Impact of Somatic DNA Repair Mutations on the Clinical Outcomes of Bone Metastases from Castration-Resistant Prostate Cancer

by Maria Concetta Cursano, Emilio Francesco Giunta, Emanuela Scarpi, Chiara Casadei, Alessandra Virga, Paola Ulivi, Sara Bleve, Nicole Brighi, Giorgia Ravaglia, Francesco Pantano, Vincenza Conteduca, Daniele Santini and Ugo De Giorgi

Int. J. Mol. Sci. 2023, 24(15), 12436; https://doi.org/10.3390/ijms241512436 - 4 Aug 2023

Viewed by 3847

Abstract

Up to 80% of castration-resistant prostate cancer (CRPC) patients develop bone metastases during the natural history of disease and about 25% harbor mutations in DNA damage repair (DDR) genes.
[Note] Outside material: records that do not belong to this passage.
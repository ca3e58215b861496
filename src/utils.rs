use arrayvec::ArrayVec;
use std::fmt;

use crate::tolerance::EPSILON;
use crate::Error;

/// Real roots of `a*x^2 + b*x + c = 0`.
///
/// A discriminant within [`EPSILON`] of zero yields the single tangent root.
/// Two roots are returned as `(-b + sqrt(d)) / 2a` followed by `(-b - sqrt(d)) / 2a`.
///
/// # Errors
/// [`Error::NotQuadratic`] if `a` is zero.
///
/// ```rust
/// # use rgeom2d::solve_quadratic;
/// let roots = solve_quadratic(1.0, 0.0, -4.0).unwrap();
/// assert_eq!(roots.as_slice(), &[2.0, -2.0]);
/// assert!(solve_quadratic(1.0, 0.0, 4.0).unwrap().is_empty());
/// ```
pub fn solve_quadratic(a: f64, b: f64, c: f64) -> Result<ArrayVec<f64, 2>, Error> {
  if a == 0.0 {
    return Err(Error::NotQuadratic);
  }
  let mut roots = ArrayVec::new();
  let discriminant = b * b - 4.0 * a * c;
  if discriminant.abs() < EPSILON {
    roots.push(-b / (2.0 * a));
  } else if discriminant > 0.0 {
    let sqrt = discriminant.sqrt();
    roots.push((-b + sqrt) / (2.0 * a));
    roots.push((-b - sqrt) / (2.0 * a));
  }
  Ok(roots)
}

// Shape renderings print coordinates rounded to three decimals in shortest
// round-trip form ("1.0", "-0.5", "3.142").
pub(crate) struct Rounded(pub f64);

impl fmt::Display for Rounded {
  fn fmt(&self, f: &mut fmt::Formatter<'_>) -> fmt::Result {
    let rounded = (self.0 * 1000.0).round() / 1000.0;
    // Avoid "-0.0" for tiny negative values.
    let rounded = if rounded == 0.0 { 0.0 } else { rounded };
    write!(f, "{:?}", rounded)
  }
}

#[cfg(test)]
mod tests {
  use super::*;

  use claims::{assert_err_eq, assert_ok};

  #[test]
  fn quadratic_roots() {
    assert_err_eq!(solve_quadratic(0.0, 1.0, 1.0), Error::NotQuadratic);
    let single = assert_ok!(solve_quadratic(1.0, -2.0, 1.0));
    assert_eq!(single.as_slice(), &[1.0]);
    let none = assert_ok!(solve_quadratic(1.0, 0.0, 1.0));
    assert!(none.is_empty());
    let two = assert_ok!(solve_quadratic(2.0, -6.0, 4.0));
    assert_eq!(two.as_slice(), &[2.0, 1.0]);
  }

  #[test]
  fn rounding() {
    assert_eq!(Rounded(1.0).to_string(), "1.0");
    assert_eq!(Rounded(2.0 / 3.0).to_string(), "0.667");
    assert_eq!(Rounded(-1.23456).to_string(), "-1.235");
    assert_eq!(Rounded(-0.0001).to_string(), "0.0");
    assert_eq!(Rounded(1.0e7).to_string(), "10000000.0");
  }
}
This retrospective observational study evaluated the prevalence of DDR alterations in CRPC patients and their effect on the clinical outcomes associated with bone metastases. The mutational status of CRPC patients was analyzed per FoundationOne^® analysis in tissue biopsy or, when it was not possible, in liquid biopsy performed at the onset of metastatic CRPC (mCRPC). The impact of DDR gene mutations on bone-related efficacy endpoints was evaluated at the time of mCRPC diagnoses. In total, 121 mCRPC patients with bone metastases were included: 38 patients had mutations in at least one DDR gene, the remaining 83 ones had a non-mutated DDR status. DDR mutated status was associated with bone metastases volume (p = 0.006), but did not affect SRE (skeletal-related events) incidence and time to SRE onset. Liquid and tissue biopsies were both available for 61 patients with no statistically significant difference in terms of incidence and type of molecular DDR alterations. Mutated DDR status was associated with higher bone metastasic volume, although a not detrimental effect on the other bone-related efficacy endpoints was observed. Full article

(This article belongs to the Special Issue Aberrations of DNA Repair Pathways in Prostate Cancer 2.0)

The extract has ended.